GoPro HERO10 で撮影したmp4からGPSデータを抽出しGPX,KMLを出力する(C#)

はじめに

前回の記事

GoPro HERO10の動画(mp4)からFFMpegでメタデータを抽出する
GoPro HERO10で撮影した動画(mp4)からC#でGPSデータを抽出していきます.GPS等のセンサデータは,mp4ファイルにメタデータとして格納されていますので,今回は,C#からFFMpegを呼び出してmp4からメタデータを取り出すプログラムを作成しました.

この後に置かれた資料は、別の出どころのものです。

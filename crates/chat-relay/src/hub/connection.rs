//! One live duplex session.
//!
//! A [`Connection`] owns the transport halves and the receiving end of a
//! bounded outbound queue. [`Connection::run`] drives two concurrent loops:
//!
//! - the inbound loop reads frames and hands them to an [`InboundHandler`]
//! - the outbound loop drains the queue and writes to the transport
//!
//! The loops share nothing but the queue and a one-shot close signal (a
//! `CancellationToken` that is a child of the relay's shutdown token).
//! [`ConnectionHandle`] is the cheap, cloneable reference the hub keeps.
//!
//! # Lifecycle
//!
//! `Open -> Closing -> Closed`. `close` moves `Open -> Closing` exactly once
//! and fires the close signal, which unblocks both loops. The connection is
//! `Closed` once both loops have stopped and the transport has been closed.

use crate::transport::{FrameReader, FrameWriter};
use async_trait::async_trait;
use common::types::{ConnectionId, DeviceId, RoomId, UserId};
use std::fmt;
use std::sync::atomic::{AtomicU64, AtomicU8, Ordering};
use std::sync::Arc;
use tokio::sync::mpsc::{self, error::TrySendError};
use tokio_util::sync::CancellationToken;
use tracing::{debug, info, instrument, warn};

/// Default capacity of a connection's outbound queue.
pub const DEFAULT_OUTBOUND_QUEUE_CAPACITY: usize = 64;

const STATE_OPEN: u8 = 0;
const STATE_CLOSING: u8 = 1;
const STATE_CLOSED: u8 = 2;

/// Who is on the other end of a connection, as established at admission.
#[derive(Debug, Clone, PartialEq, Eq)]
pub struct ConnectionIdentity {
    pub user_id: UserId,
    pub device_id: DeviceId,
    pub room_id: RoomId,
}

/// Lifecycle state of a connection.
#[derive(Debug, Clone, Copy, PartialEq, Eq)]
pub enum ConnectionState {
    Open,
    Closing,
    Closed,
}

/// Why a connection was closed.
#[derive(Debug, Clone, Copy, PartialEq, Eq)]
pub enum CloseReason {
    /// Peer sent a close frame or ended the stream.
    PeerClosed,
    /// Read or write failed.
    TransportError,
    /// Outbound queue was closed.
    QueueClosed,
    /// Unregistered from its hub.
    Removed,
    /// Superseded by a newer connection for the same user.
    Replaced,
    /// Relay shutting down.
    Shutdown,
}

impl CloseReason {
    #[must_use]
    pub fn as_str(self) -> &'static str {
        match self {
            CloseReason::PeerClosed => "peer_closed",
            CloseReason::TransportError => "transport_error",
            CloseReason::QueueClosed => "queue_closed",
            CloseReason::Removed => "removed",
            CloseReason::Replaced => "replaced",
            CloseReason::Shutdown => "shutdown",
        }
    }
}

impl fmt::Display for CloseReason {
    fn fmt(&self, f: &mut fmt::Formatter<'_>) -> fmt::Result {
        f.write_str(self.as_str())
    }
}

/// Result of a non-blocking enqueue.
#[derive(Debug, Clone, Copy, PartialEq, Eq)]
pub enum Delivery {
    /// Payload is in the outbound queue.
    Queued,
    /// Queue was full; payload dropped for this member only.
    Dropped,
    /// Connection is closing or closed.
    Closed,
}

/// Receives what a connection reads off its transport.
#[async_trait]
pub trait InboundHandler: Send + Sync + 'static {
    /// One text frame from `sender`'s peer.
    async fn on_frame(&self, sender: &ConnectionHandle, frame: String);

    /// Called once, after both loops have stopped.
    async fn on_closed(&self, connection: &ConnectionHandle);
}

struct Shared {
    id: ConnectionId,
    identity: ConnectionIdentity,
    state: AtomicU8,
    closed: CancellationToken,
    dropped: AtomicU64,
}

impl Shared {
    fn state(&self) -> ConnectionState {
        match self.state.load(Ordering::Acquire) {
            STATE_OPEN => ConnectionState::Open,
            STATE_CLOSING => ConnectionState::Closing,
            _ => ConnectionState::Closed,
        }
    }

    fn close(&self, reason: CloseReason) -> bool {
        let initiated = self
            .state
            .compare_exchange(STATE_OPEN, STATE_CLOSING, Ordering::AcqRel, Ordering::Acquire)
            .is_ok();
        if initiated {
            debug!(
                target: "relay.connection",
                connection_id = %self.id,
                room_id = %self.identity.room_id,
                user_id = %self.identity.user_id,
                reason = %reason,
                "Closing connection"
            );
        }
        // Cancelling an already-cancelled token is a no-op.
        self.closed.cancel();
        initiated
    }
}

/// Cloneable reference to a live connection.
///
/// Holds a sender for the outbound queue and the close signal; does not own
/// the transport.
#[derive(Clone)]
pub struct ConnectionHandle {
    outbound: mpsc::Sender<Arc<str>>,
    shared: Arc<Shared>,
}

impl fmt::Debug for ConnectionHandle {
    fn fmt(&self, f: &mut fmt::Formatter<'_>) -> fmt::Result {
        f.debug_struct("ConnectionHandle")
            .field("id", &self.shared.id)
            .field("user_id", &self.shared.identity.user_id)
            .field("room_id", &self.shared.identity.room_id)
            .field("state", &self.state())
            .finish_non_exhaustive()
    }
}

impl ConnectionHandle {
    #[must_use]
    pub fn id(&self) -> ConnectionId {
        self.shared.id
    }

    #[must_use]
    pub fn user_id(&self) -> &UserId {
        &self.shared.identity.user_id
    }

    #[must_use]
    pub fn device_id(&self) -> &DeviceId {
        &self.shared.identity.device_id
    }

    #[must_use]
    pub fn room_id(&self) -> &RoomId {
        &self.shared.identity.room_id
    }

    #[must_use]
    pub fn identity(&self) -> &ConnectionIdentity {
        &self.shared.identity
    }

    #[must_use]
    pub fn state(&self) -> ConnectionState {
        self.shared.state()
    }

    /// Whether both handles refer to the same connection.
    #[must_use]
    pub fn same_connection(&self, other: &ConnectionHandle) -> bool {
        Arc::ptr_eq(&self.shared, &other.shared)
    }

    /// Enqueue `frame` without waiting.
    ///
    /// A full queue drops the frame for this connection only.
    pub fn try_deliver(&self, frame: Arc<str>) -> Delivery {
        if self.shared.state() != ConnectionState::Open {
            return Delivery::Closed;
        }
        match self.outbound.try_send(frame) {
            Ok(()) => Delivery::Queued,
            Err(TrySendError::Full(_)) => {
                self.shared.dropped.fetch_add(1, Ordering::Relaxed);
                Delivery::Dropped
            }
            Err(TrySendError::Closed(_)) => Delivery::Closed,
        }
    }

    /// Frames waiting in the outbound queue.
    #[must_use]
    pub fn queued(&self) -> usize {
        self.outbound.max_capacity() - self.outbound.capacity()
    }

    /// Fixed capacity of the outbound queue.
    #[must_use]
    pub fn queue_capacity(&self) -> usize {
        self.outbound.max_capacity()
    }

    /// Frames dropped because the queue was full.
    #[must_use]
    pub fn dropped(&self) -> u64 {
        self.shared.dropped.load(Ordering::Relaxed)
    }

    /// Begin teardown. Safe to call any number of times from any task.
    ///
    /// Returns `true` only for the call that moved the connection out of
    /// `Open`.
    pub fn close(&self, reason: CloseReason) -> bool {
        self.shared.close(reason)
    }

    /// Resolves once `close` has been called or the relay is shutting down.
    pub async fn closing(&self) {
        self.shared.closed.cancelled().await;
    }

    fn mark_closed(&self) {
        self.shared.state.store(STATE_CLOSED, Ordering::Release);
    }
}

/// A live session: transport halves plus the outbound queue receiver.
pub struct Connection<R, W> {
    handle: ConnectionHandle,
    outbound_rx: mpsc::Receiver<Arc<str>>,
    reader: R,
    writer: W,
}

impl<R: FrameReader, W: FrameWriter> Connection<R, W> {
    /// Create a connection whose close signal is a child of `parent`.
    ///
    /// `queue_capacity` is clamped to at least 1.
    pub fn new(
        identity: ConnectionIdentity,
        queue_capacity: usize,
        parent: &CancellationToken,
        reader: R,
        writer: W,
    ) -> Self {
        let (outbound, outbound_rx) = mpsc::channel(queue_capacity.max(1));
        let shared = Arc::new(Shared {
            id: ConnectionId::new(),
            identity,
            state: AtomicU8::new(STATE_OPEN),
            closed: parent.child_token(),
            dropped: AtomicU64::new(0),
        });
        Self {
            handle: ConnectionHandle { outbound, shared },
            outbound_rx,
            reader,
            writer,
        }
    }

    #[must_use]
    pub fn handle(&self) -> &ConnectionHandle {
        &self.handle
    }

    /// Run both loops until the connection is torn down.
    ///
    /// Returns after the transport is closed and `handler.on_closed` ran.
    #[instrument(
        skip_all,
        name = "relay.connection",
        fields(
            connection_id = %self.handle.id(),
            room_id = %self.handle.room_id(),
            user_id = %self.handle.user_id()
        )
    )]
    pub async fn run(self, handler: Arc<dyn InboundHandler>) {
        let Self {
            handle,
            outbound_rx,
            reader,
            writer,
        } = self;

        debug!(target: "relay.connection", "Connection started");

        let outbound = tokio::spawn(outbound_loop(handle.clone(), outbound_rx, writer));
        let reason = inbound_loop(&handle, reader, handler.as_ref()).await;
        handle.close(reason);

        if let Err(e) = outbound.await {
            warn!(
                target: "relay.connection",
                connection_id = %handle.id(),
                error = %e,
                "Outbound loop panicked"
            );
        }

        handle.mark_closed();
        handler.on_closed(&handle).await;

        info!(
            target: "relay.connection",
            connection_id = %handle.id(),
            dropped = handle.dropped(),
            "Connection closed"
        );
    }

    /// Tear down a connection that never ran (e.g. rejected at registration).
    pub async fn discard(self) {
        let Self {
            handle, mut writer, ..
        } = self;
        handle.close(CloseReason::Removed);
        if let Err(e) = writer.close().await {
            debug!(target: "relay.connection", error = %e, "Transport close failed");
        }
        handle.mark_closed();
    }
}

async fn inbound_loop<R: FrameReader>(
    handle: &ConnectionHandle,
    mut reader: R,
    handler: &dyn InboundHandler,
) -> CloseReason {
    loop {
        let read = tokio::select! {
            biased;
            () = handle.closing() => return CloseReason::Shutdown,
            read = reader.read_frame() => read,
        };

        match read {
            // A handler stuck downstream must not outlive the close signal.
            Ok(Some(frame)) => tokio::select! {
                biased;
                () = handle.closing() => return CloseReason::Shutdown,
                () = handler.on_frame(handle, frame) => {}
            },
            Ok(None) => {
                debug!(
                    target: "relay.connection",
                    connection_id = %handle.id(),
                    "Peer closed the session"
                );
                return CloseReason::PeerClosed;
            }
            Err(e) => {
                debug!(
                    target: "relay.connection",
                    connection_id = %handle.id(),
                    error = %e,
                    "Inbound read failed"
                );
                return CloseReason::TransportError;
            }
        }
    }
}

async fn outbound_loop<W: FrameWriter>(
    handle: ConnectionHandle,
    mut outbound_rx: mpsc::Receiver<Arc<str>>,
    mut writer: W,
) {
    loop {
        let next = tokio::select! {
            biased;
            () = handle.closing() => break,
            next = outbound_rx.recv() => next,
        };

        let Some(frame) = next else {
            handle.close(CloseReason::QueueClosed);
            break;
        };

        let written = tokio::select! {
            biased;
            () = handle.closing() => break,
            written = writer.write_frame(&frame) => written,
        };

        if let Err(e) = written {
            debug!(
                target: "relay.connection",
                connection_id = %handle.id(),
                error = %e,
                "Outbound write failed"
            );
            handle.close(CloseReason::TransportError);
            break;
        }
    }

    // Refuse further enqueues; anything still buffered is discarded with the receiver.
    outbound_rx.close();

    if let Err(e) = writer.close().await {
        debug!(
            target: "relay.connection",
            connection_id = %handle.id(),
            error = %e,
            "Transport close failed"
        );
    }
}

で,GoPro HERO10で撮影した動画(mp4)からffmpegを使ってメタデータを取り出しました.取り出したデータは,バイナリ形式のファイルとして保存されますので,このファイルからGPSデータを抽出して使える形にしたいと思います.

データのフォーマット

GPSデータといっても,測位結果が入っているだけ(のはず)なので,Rawデータを読んでリアルタイムで測位演算するよりは簡単(なはず)です.フォーマットは,こちらのサイトでまとめて下さってます(素晴らしい!)ので参考にさせていただきます.

GitHub - gopro/gpmf-parser: Parser for GPMF™ formatted telemetry data used within GoPro® cameras.
Parser for GPMF™ formatted telemetry data used within GoPro® cameras. - GitHub - gopro/gpmf-parser: Parser for GPMF™ formatted telemetry data used within GoPro®...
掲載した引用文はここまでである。